RECORDS TO USE:
.....

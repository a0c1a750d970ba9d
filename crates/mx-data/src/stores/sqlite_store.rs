//! SQLite-backed data store
//!
//! Collections map to tables. Connections are opened per operation and
//! table schemas are discovered once via `PRAGMA table_info` and cached.

use std::path::{Path, PathBuf};

use ahash::AHashMap;
use parking_lot::RwLock;
use rusqlite::types::ValueRef;
use rusqlite::Connection;

use mx_core::{
    DataStore, FindQuery, PipelineQuery, Record, Scalar, SortDirection, StoreError,
};

use super::interpret_stages;

/// Read-only SQLite store.
pub struct SqliteStore {
    path: PathBuf,
    /// Discovered column names per table
    schemas: RwLock<AHashMap<String, Vec<String>>>,
}

impl SqliteStore {
    /// Create a store over a database file. The file is not touched until
    /// the first read.
    pub fn open<P: AsRef<Path>>(path: P) -> Self {
        Self {
            path: path.as_ref().to_path_buf(),
            schemas: RwLock::new(AHashMap::new()),
        }
    }

    fn connect(&self) -> Result<Connection, StoreError> {
        Connection::open(&self.path)
            .map_err(|e| StoreError::Backend(format!("failed to open database: {}", e)))
    }

    /// Column names of one table, cached after the first lookup.
    fn table_columns(
        &self,
        conn: &Connection,
        collection: &str,
    ) -> Result<Vec<String>, StoreError> {
        if let Some(columns) = self.schemas.read().get(collection) {
            return Ok(columns.clone());
        }

        check_identifier(collection)?;
        let mut stmt = conn
            .prepare(&format!("PRAGMA table_info({})", collection))
            .map_err(|e| StoreError::Backend(format!("failed to get table info: {}", e)))?;
        let names = stmt
            .query_map([], |row| row.get::<_, String>(1))
            .map_err(|e| StoreError::Backend(format!("failed to query table info: {}", e)))?;

        let mut columns = Vec::new();
        for name in names {
            columns.push(
                name.map_err(|e| StoreError::Backend(format!("failed to read column info: {}", e)))?,
            );
        }
        if columns.is_empty() {
            return Err(StoreError::UnknownCollection(collection.to_owned()));
        }

        self.schemas
            .write()
            .insert(collection.to_owned(), columns.clone());
        Ok(columns)
    }

    fn fetch_records(
        &self,
        conn: &Connection,
        sql: &str,
        params: &[rusqlite::types::Value],
        columns: &[String],
    ) -> Result<Vec<Record>, StoreError> {
        let mut stmt = conn
            .prepare(sql)
            .map_err(|e| StoreError::Backend(format!("failed to prepare query: {}", e)))?;
        let mut rows = stmt
            .query(rusqlite::params_from_iter(params.iter()))
            .map_err(|e| StoreError::Backend(format!("failed to execute query: {}", e)))?;

        let mut records = Vec::new();
        while let Some(row) = rows
            .next()
            .map_err(|e| StoreError::Backend(format!("failed to fetch row: {}", e)))?
        {
            let mut record = Record::new();
            for (idx, name) in columns.iter().enumerate() {
                let value = row
                    .get_ref(idx)
                    .map_err(|e| StoreError::Backend(format!("failed to get column value: {}", e)))?;
                match value {
                    ValueRef::Integer(v) => {
                        record.insert(name.clone(), Scalar::Int(v));
                    }
                    ValueRef::Real(v) => {
                        record.insert(name.clone(), Scalar::Float(v));
                    }
                    ValueRef::Text(bytes) => {
                        let text = std::str::from_utf8(bytes).unwrap_or("");
                        record.insert(name.clone(), Scalar::Text(text.to_owned()));
                    }
                    // NULL and blob fields are simply absent from the record
                    ValueRef::Null | ValueRef::Blob(_) => {}
                }
            }
            records.push(record);
        }
        Ok(records)
    }
}

#[async_trait::async_trait]
impl DataStore for SqliteStore {
    async fn run_query(&self, query: &FindQuery) -> Result<Vec<Record>, StoreError> {
        let conn = self.connect()?;
        let columns = self.table_columns(&conn, &query.collection)?;

        for clause in &query.filter {
            if !columns.contains(&clause.field) {
                return Err(StoreError::UnknownField {
                    collection: query.collection.clone(),
                    field: clause.field.clone(),
                });
            }
        }
        if !columns.contains(&query.sort.field) {
            return Err(StoreError::UnknownField {
                collection: query.collection.clone(),
                field: query.sort.field.clone(),
            });
        }

        // Project only the fields the table actually has; a field the
        // whole collection lacks is shape variance, not an error.
        let kept: Vec<String> = query
            .projection
            .iter()
            .filter(|field| columns.contains(field))
            .cloned()
            .collect();
        if kept.is_empty() {
            return Ok(Vec::new());
        }

        let mut sql = format!("SELECT {} FROM {}", kept.join(", "), query.collection);
        let mut params = Vec::new();
        if !query.filter.is_empty() {
            let predicates: Vec<String> = query
                .filter
                .iter()
                .enumerate()
                .map(|(idx, clause)| format!("{} = ?{}", clause.field, idx + 1))
                .collect();
            sql.push_str(" WHERE ");
            sql.push_str(&predicates.join(" AND "));
            params.extend(query.filter.iter().map(|clause| to_sql_value(&clause.value)));
        }
        sql.push_str(&format!(
            " ORDER BY {} {}",
            query.sort.field,
            sql_direction(query.sort.direction)
        ));
        if let Some(limit) = query.limit {
            sql.push_str(&format!(" LIMIT {}", limit));
        }

        let records = self.fetch_records(&conn, &sql, &params, &kept)?;
        tracing::debug!(
            collection = %query.collection,
            rows = records.len(),
            "ran query"
        );
        Ok(records)
    }

    async fn run_pipeline(&self, pipeline: &PipelineQuery) -> Result<Vec<Record>, StoreError> {
        let conn = self.connect()?;
        let columns = self.table_columns(&conn, &pipeline.collection)?;

        let (group, order) = interpret_stages(&pipeline.stages)?;
        for field in [group.by, group.field] {
            if !columns.iter().any(|c| c == field) {
                return Err(StoreError::UnknownField {
                    collection: pipeline.collection.clone(),
                    field: field.to_owned(),
                });
            }
        }

        let mut sql = format!(
            "SELECT {by}, MAX({field}) AS {field} FROM {table} GROUP BY {by}",
            by = group.by,
            field = group.field,
            table = pipeline.collection,
        );
        if let Some(sort) = order {
            if sort.field != group.by && sort.field != group.field {
                return Err(StoreError::UnsupportedPipeline(format!(
                    "sort field '{}' is not produced by the group stage",
                    sort.field
                )));
            }
            sql.push_str(&format!(
                " ORDER BY {} {}",
                sort.field,
                sql_direction(sort.direction)
            ));
        }

        let output = [group.by.to_owned(), group.field.to_owned()];
        let records = self.fetch_records(&conn, &sql, &[], &output)?;
        tracing::debug!(
            collection = %pipeline.collection,
            rows = records.len(),
            "ran pipeline"
        );
        Ok(records)
    }

    async fn distinct_values(
        &self,
        collection: &str,
        field: &str,
    ) -> Result<Vec<Scalar>, StoreError> {
        let conn = self.connect()?;
        let columns = self.table_columns(&conn, collection)?;
        if !columns.iter().any(|c| c == field) {
            return Err(StoreError::UnknownField {
                collection: collection.to_owned(),
                field: field.to_owned(),
            });
        }

        let sql = format!(
            "SELECT DISTINCT {field} FROM {table} WHERE {field} IS NOT NULL",
            field = field,
            table = collection,
        );
        let output = [field.to_owned()];
        let records = self.fetch_records(&conn, &sql, &[], &output)?;
        Ok(records
            .into_iter()
            .filter_map(|mut record| record.shift_remove(field))
            .collect())
    }
}

/// Collection names reach SQL as identifiers; only plain names are
/// accepted.
fn check_identifier(name: &str) -> Result<(), StoreError> {
    let valid = !name.is_empty()
        && name
            .chars()
            .all(|c| c.is_ascii_alphanumeric() || c == '_');
    if valid {
        Ok(())
    } else {
        Err(StoreError::Backend(format!("invalid collection name '{}'", name)))
    }
}

fn sql_direction(direction: SortDirection) -> &'static str {
    match direction {
        SortDirection::Ascending => "ASC",
        SortDirection::Descending => "DESC",
    }
}

fn to_sql_value(value: &Scalar) -> rusqlite::types::Value {
    match value {
        Scalar::Text(s) => rusqlite::types::Value::Text(s.clone()),
        Scalar::Int(v) => rusqlite::types::Value::Integer(*v),
        Scalar::Float(v) => rusqlite::types::Value::Real(*v),
    }
}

.....

WHAT TO WORK ON: Begin with the first line of the data above and, please, print each line exactly until you have printed the line containing "use parking_lot::RwLock;"; print nothing else.

WRITTEN REPLY:
repository a0c1a750d970ba9d
filename crates/mx-data/src/stores/sqlite_store.rs
//! SQLite-backed data store
//!
//! Collections map to tables. Connections are opened per operation and
//! table schemas are discovered once via `PRAGMA table_info` and cached.

use std::path::{Path, PathBuf};

use ahash::AHashMap;
use parking_lot::RwLock;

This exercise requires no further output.